Stored data entries:
----------------
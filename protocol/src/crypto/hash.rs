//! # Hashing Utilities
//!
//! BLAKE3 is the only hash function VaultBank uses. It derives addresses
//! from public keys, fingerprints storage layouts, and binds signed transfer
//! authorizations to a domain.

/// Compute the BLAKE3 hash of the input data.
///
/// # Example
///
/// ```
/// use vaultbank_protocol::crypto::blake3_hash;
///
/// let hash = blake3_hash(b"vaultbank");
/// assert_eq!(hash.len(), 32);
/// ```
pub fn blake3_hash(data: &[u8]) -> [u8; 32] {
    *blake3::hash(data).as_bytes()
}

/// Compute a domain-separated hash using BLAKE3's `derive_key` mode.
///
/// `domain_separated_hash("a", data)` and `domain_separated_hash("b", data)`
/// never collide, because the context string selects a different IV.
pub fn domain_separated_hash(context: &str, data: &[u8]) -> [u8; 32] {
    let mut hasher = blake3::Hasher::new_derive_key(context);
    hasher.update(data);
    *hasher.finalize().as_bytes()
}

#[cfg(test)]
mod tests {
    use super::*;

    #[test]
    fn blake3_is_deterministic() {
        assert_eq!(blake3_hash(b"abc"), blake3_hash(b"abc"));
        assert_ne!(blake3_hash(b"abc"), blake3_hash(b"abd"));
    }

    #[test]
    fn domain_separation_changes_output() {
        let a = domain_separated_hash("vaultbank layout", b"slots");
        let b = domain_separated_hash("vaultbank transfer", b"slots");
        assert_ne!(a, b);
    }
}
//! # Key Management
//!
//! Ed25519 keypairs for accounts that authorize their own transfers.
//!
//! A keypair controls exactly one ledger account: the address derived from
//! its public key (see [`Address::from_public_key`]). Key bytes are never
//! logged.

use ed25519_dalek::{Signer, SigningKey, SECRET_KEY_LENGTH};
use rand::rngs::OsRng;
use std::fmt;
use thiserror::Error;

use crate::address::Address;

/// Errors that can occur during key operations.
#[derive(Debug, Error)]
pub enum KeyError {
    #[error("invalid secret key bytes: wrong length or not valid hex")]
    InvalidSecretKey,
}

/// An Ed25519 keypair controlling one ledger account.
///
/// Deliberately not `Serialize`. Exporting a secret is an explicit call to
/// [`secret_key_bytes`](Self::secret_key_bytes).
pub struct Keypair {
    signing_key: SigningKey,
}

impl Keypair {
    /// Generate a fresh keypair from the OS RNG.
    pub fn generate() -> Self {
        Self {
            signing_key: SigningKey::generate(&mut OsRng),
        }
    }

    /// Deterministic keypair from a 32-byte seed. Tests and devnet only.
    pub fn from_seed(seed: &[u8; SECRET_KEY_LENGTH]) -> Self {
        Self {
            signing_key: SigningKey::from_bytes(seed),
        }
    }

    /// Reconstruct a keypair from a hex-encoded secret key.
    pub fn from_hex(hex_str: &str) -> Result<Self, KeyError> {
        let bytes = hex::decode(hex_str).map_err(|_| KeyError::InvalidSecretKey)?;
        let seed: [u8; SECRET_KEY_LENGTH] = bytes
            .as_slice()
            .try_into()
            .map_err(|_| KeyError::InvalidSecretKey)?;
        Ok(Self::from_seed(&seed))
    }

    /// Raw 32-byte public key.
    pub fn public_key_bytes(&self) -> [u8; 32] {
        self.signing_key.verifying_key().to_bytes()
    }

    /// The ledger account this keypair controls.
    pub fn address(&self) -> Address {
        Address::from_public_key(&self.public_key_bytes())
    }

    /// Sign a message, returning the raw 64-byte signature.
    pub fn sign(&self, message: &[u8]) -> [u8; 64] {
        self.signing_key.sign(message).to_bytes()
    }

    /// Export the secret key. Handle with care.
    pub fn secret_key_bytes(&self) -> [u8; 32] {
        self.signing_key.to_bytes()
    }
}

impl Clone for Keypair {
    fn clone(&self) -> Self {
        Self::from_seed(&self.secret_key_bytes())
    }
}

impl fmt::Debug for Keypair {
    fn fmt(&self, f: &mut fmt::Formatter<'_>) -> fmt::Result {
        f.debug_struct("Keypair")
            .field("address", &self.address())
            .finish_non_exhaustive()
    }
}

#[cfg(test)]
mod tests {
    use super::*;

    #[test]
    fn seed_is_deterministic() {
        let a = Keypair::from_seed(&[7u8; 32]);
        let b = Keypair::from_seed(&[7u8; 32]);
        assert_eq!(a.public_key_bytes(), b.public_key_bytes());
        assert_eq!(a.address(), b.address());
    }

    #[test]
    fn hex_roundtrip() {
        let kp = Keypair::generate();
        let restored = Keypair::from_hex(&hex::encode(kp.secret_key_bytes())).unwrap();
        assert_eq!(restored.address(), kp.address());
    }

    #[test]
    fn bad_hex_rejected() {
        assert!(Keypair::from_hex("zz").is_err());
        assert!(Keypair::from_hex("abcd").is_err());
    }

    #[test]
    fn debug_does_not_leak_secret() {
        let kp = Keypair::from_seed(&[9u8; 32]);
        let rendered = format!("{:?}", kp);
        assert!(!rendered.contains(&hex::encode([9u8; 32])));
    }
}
----------------
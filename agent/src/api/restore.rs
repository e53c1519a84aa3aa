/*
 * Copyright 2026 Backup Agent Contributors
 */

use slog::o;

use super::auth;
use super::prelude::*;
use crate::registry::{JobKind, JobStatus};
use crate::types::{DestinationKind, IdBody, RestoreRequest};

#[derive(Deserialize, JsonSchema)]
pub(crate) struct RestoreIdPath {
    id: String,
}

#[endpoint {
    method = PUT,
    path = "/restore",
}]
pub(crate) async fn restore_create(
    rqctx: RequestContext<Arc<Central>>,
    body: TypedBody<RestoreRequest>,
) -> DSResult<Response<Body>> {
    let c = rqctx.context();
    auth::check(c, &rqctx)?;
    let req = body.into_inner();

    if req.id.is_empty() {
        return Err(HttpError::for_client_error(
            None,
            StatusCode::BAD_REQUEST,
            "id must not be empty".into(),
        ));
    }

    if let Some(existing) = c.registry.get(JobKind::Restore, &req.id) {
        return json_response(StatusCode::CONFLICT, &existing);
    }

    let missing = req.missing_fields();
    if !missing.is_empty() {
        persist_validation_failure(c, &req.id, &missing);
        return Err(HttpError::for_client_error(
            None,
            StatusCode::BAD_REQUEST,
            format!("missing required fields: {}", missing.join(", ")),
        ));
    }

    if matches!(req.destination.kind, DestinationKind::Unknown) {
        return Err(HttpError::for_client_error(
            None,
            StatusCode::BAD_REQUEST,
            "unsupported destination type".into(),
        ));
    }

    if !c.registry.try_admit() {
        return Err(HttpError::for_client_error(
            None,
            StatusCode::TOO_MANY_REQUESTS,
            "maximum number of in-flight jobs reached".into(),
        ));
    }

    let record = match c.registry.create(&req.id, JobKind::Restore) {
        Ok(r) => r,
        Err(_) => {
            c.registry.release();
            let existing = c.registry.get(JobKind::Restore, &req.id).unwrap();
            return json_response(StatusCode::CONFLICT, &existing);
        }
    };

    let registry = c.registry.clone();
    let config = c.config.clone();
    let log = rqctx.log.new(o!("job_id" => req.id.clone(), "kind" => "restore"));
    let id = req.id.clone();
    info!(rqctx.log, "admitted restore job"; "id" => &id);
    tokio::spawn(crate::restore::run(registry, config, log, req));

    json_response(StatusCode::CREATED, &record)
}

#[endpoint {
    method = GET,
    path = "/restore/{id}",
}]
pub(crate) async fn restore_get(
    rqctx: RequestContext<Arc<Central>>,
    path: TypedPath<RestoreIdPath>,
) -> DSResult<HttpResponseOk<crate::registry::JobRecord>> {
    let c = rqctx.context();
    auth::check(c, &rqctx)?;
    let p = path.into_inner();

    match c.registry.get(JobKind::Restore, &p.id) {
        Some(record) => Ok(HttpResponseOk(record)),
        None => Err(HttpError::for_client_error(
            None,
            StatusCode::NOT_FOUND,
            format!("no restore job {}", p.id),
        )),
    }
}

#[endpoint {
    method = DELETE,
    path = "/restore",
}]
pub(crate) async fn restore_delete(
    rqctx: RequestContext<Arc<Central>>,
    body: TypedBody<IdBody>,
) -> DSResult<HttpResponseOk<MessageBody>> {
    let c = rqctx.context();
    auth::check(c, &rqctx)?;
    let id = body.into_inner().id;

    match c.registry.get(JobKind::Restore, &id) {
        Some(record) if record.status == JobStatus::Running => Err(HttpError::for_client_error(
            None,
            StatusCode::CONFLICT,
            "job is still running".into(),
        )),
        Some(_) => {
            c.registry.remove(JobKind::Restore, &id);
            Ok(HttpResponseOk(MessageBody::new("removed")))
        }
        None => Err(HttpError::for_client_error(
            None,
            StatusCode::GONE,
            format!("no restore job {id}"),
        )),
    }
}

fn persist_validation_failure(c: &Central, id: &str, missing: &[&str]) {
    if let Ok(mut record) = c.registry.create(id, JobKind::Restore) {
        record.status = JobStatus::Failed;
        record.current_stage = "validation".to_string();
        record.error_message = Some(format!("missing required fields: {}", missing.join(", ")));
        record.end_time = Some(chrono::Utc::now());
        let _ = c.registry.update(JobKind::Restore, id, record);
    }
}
----------------
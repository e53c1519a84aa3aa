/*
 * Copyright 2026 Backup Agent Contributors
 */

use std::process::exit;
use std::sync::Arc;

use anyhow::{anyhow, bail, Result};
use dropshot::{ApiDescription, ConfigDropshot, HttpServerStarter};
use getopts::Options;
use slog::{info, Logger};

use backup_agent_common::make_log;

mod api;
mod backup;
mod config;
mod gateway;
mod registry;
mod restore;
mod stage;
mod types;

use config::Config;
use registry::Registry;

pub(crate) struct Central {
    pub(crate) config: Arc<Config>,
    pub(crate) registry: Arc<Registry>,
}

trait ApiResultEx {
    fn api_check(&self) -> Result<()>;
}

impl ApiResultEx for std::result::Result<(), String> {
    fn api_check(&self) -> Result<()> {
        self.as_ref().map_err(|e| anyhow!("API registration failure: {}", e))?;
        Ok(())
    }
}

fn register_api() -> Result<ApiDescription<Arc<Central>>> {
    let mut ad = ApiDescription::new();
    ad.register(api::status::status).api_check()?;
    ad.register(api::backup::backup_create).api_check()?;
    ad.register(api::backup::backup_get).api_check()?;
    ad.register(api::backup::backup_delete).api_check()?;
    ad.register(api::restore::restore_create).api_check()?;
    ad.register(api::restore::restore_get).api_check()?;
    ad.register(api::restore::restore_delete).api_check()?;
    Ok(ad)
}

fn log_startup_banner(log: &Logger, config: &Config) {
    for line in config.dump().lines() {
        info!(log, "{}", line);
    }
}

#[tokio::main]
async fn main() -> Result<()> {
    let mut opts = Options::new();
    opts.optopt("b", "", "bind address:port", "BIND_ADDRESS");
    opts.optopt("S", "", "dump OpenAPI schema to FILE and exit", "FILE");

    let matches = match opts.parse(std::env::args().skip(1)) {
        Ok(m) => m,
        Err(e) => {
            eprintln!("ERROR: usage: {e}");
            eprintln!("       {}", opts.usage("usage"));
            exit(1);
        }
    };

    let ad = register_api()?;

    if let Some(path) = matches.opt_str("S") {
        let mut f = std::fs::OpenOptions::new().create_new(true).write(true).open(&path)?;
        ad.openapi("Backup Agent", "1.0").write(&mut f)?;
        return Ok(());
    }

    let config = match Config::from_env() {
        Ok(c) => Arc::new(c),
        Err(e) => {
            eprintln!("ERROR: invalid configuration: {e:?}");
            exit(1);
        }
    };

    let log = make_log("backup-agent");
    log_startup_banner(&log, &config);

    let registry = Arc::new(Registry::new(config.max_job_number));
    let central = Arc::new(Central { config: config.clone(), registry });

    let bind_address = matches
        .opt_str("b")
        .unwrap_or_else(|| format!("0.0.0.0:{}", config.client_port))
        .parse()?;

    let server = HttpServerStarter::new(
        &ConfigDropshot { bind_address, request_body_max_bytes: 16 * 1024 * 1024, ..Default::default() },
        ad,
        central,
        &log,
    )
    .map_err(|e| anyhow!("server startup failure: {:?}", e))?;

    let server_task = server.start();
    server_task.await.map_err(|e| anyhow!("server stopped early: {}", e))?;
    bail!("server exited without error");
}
----------------
Exercise objective:
Among the lines of the data, which ones contain the word "info"? Show them.

Result:
    info!(rqctx.log, "admitted restore job"; "id" => &id);
use slog::{info, Logger};
        info!(log, "{}", line);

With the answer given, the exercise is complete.